In de Raad met Moldavië werd vooral aandacht besteed aan de problematiek van
Transdnjestrië en het belang dat de EU hecht aan pluriforme democratie in
Moldavië.
Commissaris Patten spoorde de Moldavische regering voorts aan om versneld
economische en administratieve hervormingen door te voeren.
Associatieraad met Slovenië
En marge van de Algemene Raad vond een Associatieraad plaats met Slovenië.

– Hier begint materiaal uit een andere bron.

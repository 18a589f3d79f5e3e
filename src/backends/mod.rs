//! Backend implementations for different inference engines

pub mod mock;
#[cfg(feature = "onnx")]
pub mod onnx;

pub use mock::MockBackend;
#[cfg(feature = "onnx")]
pub use onnx::OnnxBackend;
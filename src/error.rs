//! Error types for background removal operations

use thiserror::Error;

/// Result type alias for background removal operations
pub type Result<T> = std::result::Result<T, BgStripError>;

/// Comprehensive error types for background removal operations
#[derive(Error, Debug)]
pub enum BgStripError {
    /// Input/output errors (file not found, permission denied, etc.)
    #[error("IO error: {0}")]
    Io(#[from] std::io::Error),

    /// Image format or processing errors
    #[error("Image processing error: {0}")]
    Image(#[from] image::ImageError),

    /// Network errors fetching remote images or models
    #[error("Network error: {0}")]
    Network(String),

    /// Backend inference errors
    #[error("Inference error: {0}")]
    Inference(String),

    /// Invalid configuration or parameters
    #[error("Invalid configuration: {0}")]
    InvalidConfig(String),

    /// Unsupported or malformed input to the pipeline
    #[error("Invalid input: {0}")]
    InvalidInput(String),

    /// Model loading or initialization errors
    #[error("Model error: {0}")]
    Model(String),

    /// Memory allocation or processing errors
    #[error("Processing error: {0}")]
    Processing(String),

    /// Generic error for unexpected conditions
    #[error("Internal error: {0}")]
    Internal(String),
}

impl BgStripError {
    /// Create a new invalid configuration error
    pub fn invalid_config<S: Into<String>>(msg: S) -> Self {
        Self::InvalidConfig(msg.into())
    }

    /// Create a new invalid input error
    pub fn invalid_input<S: Into<String>>(msg: S) -> Self {
        Self::InvalidInput(msg.into())
    }

    /// Create a new model error
    pub fn model<S: Into<String>>(msg: S) -> Self {
        Self::Model(msg.into())
    }

    /// Create a new processing error
    pub fn processing<S: Into<String>>(msg: S) -> Self {
        Self::Processing(msg.into())
    }

    /// Create a new inference error
    pub fn inference<S: Into<String>>(msg: S) -> Self {
        Self::Inference(msg.into())
    }

    /// Create a new internal error
    pub fn internal<S: Into<String>>(msg: S) -> Self {
        Self::Internal(msg.into())
    }

    /// Create a network error with operation context
    pub fn network_error(context: &str, source: &reqwest::Error) -> Self {
        Self::Network(format!("{context}: {source}"))
    }

    /// Create file I/O error with operation context
    pub fn file_io_error<P: AsRef<std::path::Path>>(
        operation: &str,
        path: P,
        error: &std::io::Error,
    ) -> Self {
        Self::Io(std::io::Error::new(
            error.kind(),
            format!("Failed to {} '{}': {}", operation, path.as_ref().display(), error),
        ))
    }

    /// Create model error with troubleshooting context
    pub fn model_error_with_context<P: AsRef<std::path::Path>>(
        operation: &str,
        model_path: P,
        error: &str,
        suggestions: &[&str],
    ) -> Self {
        let suggestion_text = if suggestions.is_empty() {
            String::new()
        } else {
            format!(" Suggestions: {}", suggestions.join(", "))
        };

        Self::Model(format!(
            "Failed to {} model '{}': {}.{}",
            operation,
            model_path.as_ref().display(),
            error,
            suggestion_text
        ))
    }
}
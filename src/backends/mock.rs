//! Mock inference backend for testing
//!
//! Produces a deterministic segmentation score map without loading any
//! model, so the full pipeline can be exercised in tests. Scores are raw
//! (pre-sigmoid) like the real backend's output: strongly positive inside
//! a centered foreground region, strongly negative outside it.

use crate::config::RemovalConfig;
use crate::error::Result;
use crate::inference::InferenceBackend;
use crate::models::{ModelInfo, PreprocessingConfig};
use ndarray::Array4;

const FOREGROUND_SCORE: f32 = 8.0;
const BACKGROUND_SCORE: f32 = -8.0;

/// Deterministic backend that segments a centered rectangle as foreground
pub struct MockBackend {
    initialized: bool,
    preprocessing: PreprocessingConfig,
}

impl MockBackend {
    #[must_use]
    pub fn new() -> Self {
        Self {
            initialized: false,
            preprocessing: PreprocessingConfig::default(),
        }
    }
}

impl Default for MockBackend {
    fn default() -> Self {
        Self::new()
    }
}

impl InferenceBackend for MockBackend {
    fn initialize(&mut self, _config: &RemovalConfig) -> Result<Option<instant::Duration>> {
        self.initialized = true;
        Ok(Some(instant::Duration::from_millis(0)))
    }

    fn infer(&mut self, input: &Array4<f32>) -> Result<Array4<f32>> {
        let (_, _, height, width) = input.dim();
        let mut output = Array4::from_elem((1, 1, height, width), BACKGROUND_SCORE);

        // Centered rectangle covering half the frame in each dimension
        let y_start = height / 4;
        let y_end = height - height / 4;
        let x_start = width / 4;
        let x_end = width - width / 4;
        for y in y_start..y_end {
            for x in x_start..x_end {
                output[[0, 0, y, x]] = FOREGROUND_SCORE;
            }
        }

        Ok(output)
    }

    fn input_shape(&self) -> (usize, usize, usize, usize) {
        let [width, height] = self.preprocessing.target_size;
        (1, 3, height as usize, width as usize)
    }

    fn output_shape(&self) -> (usize, usize, usize, usize) {
        let [width, height] = self.preprocessing.target_size;
        (1, 1, height as usize, width as usize)
    }

    fn preprocessing_config(&self) -> PreprocessingConfig {
        self.preprocessing.clone()
    }

    fn model_info(&self) -> Result<ModelInfo> {
        Ok(ModelInfo {
            name: "mock".to_string(),
            precision: "fp32".to_string(),
            size_bytes: 0,
            input_shape: self.input_shape(),
            output_shape: self.output_shape(),
        })
    }

    fn is_initialized(&self) -> bool {
        self.initialized
    }
}

#[cfg(test)]
mod tests {
    use super::*;
    use crate::config::RemovalConfig;

    #[test]
    fn test_mock_segments_centered_rectangle() {
        let mut backend = MockBackend::new();
        backend.initialize(&RemovalConfig::default()).unwrap();

        let input = Array4::zeros((1, 3, 64, 64));
        let output = backend.infer(&input).unwrap();

        assert_eq!(output.dim(), (1, 1, 64, 64));
        assert_eq!(output[[0, 0, 32, 32]], FOREGROUND_SCORE);
        assert_eq!(output[[0, 0, 0, 0]], BACKGROUND_SCORE);
    }

    #[test]
    fn test_mock_is_deterministic() {
        let mut backend = MockBackend::new();
        backend.initialize(&RemovalConfig::default()).unwrap();

        let input = Array4::zeros((1, 3, 32, 32));
        let first = backend.infer(&input).unwrap();
        let second = backend.infer(&input).unwrap();
        assert_eq!(first, second);
    }
}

Op de agenda stonden onder meer de pre-accessiestrategie, de stand van zaken
met betrekking tot implementatie van de Europa-akkoorden, pre-accessiesteun
(Phare, Sapard, ISPA), financiële steun van de EIB en regionale
samenwerking.
Het voorzitterschap en de Commissie legden verklaringen af over de
voorbereidingen op de Sloveense toetreding. Hierin werd de door Slovenië
geboekte voortgang verwelkomd, maar werd tevens gewezen op de inspanningen
die nog verricht moeten worden, zoals hervorming van de rechtsprekende
macht, hervorming van het openbaar bestuur en privatisering van de economie.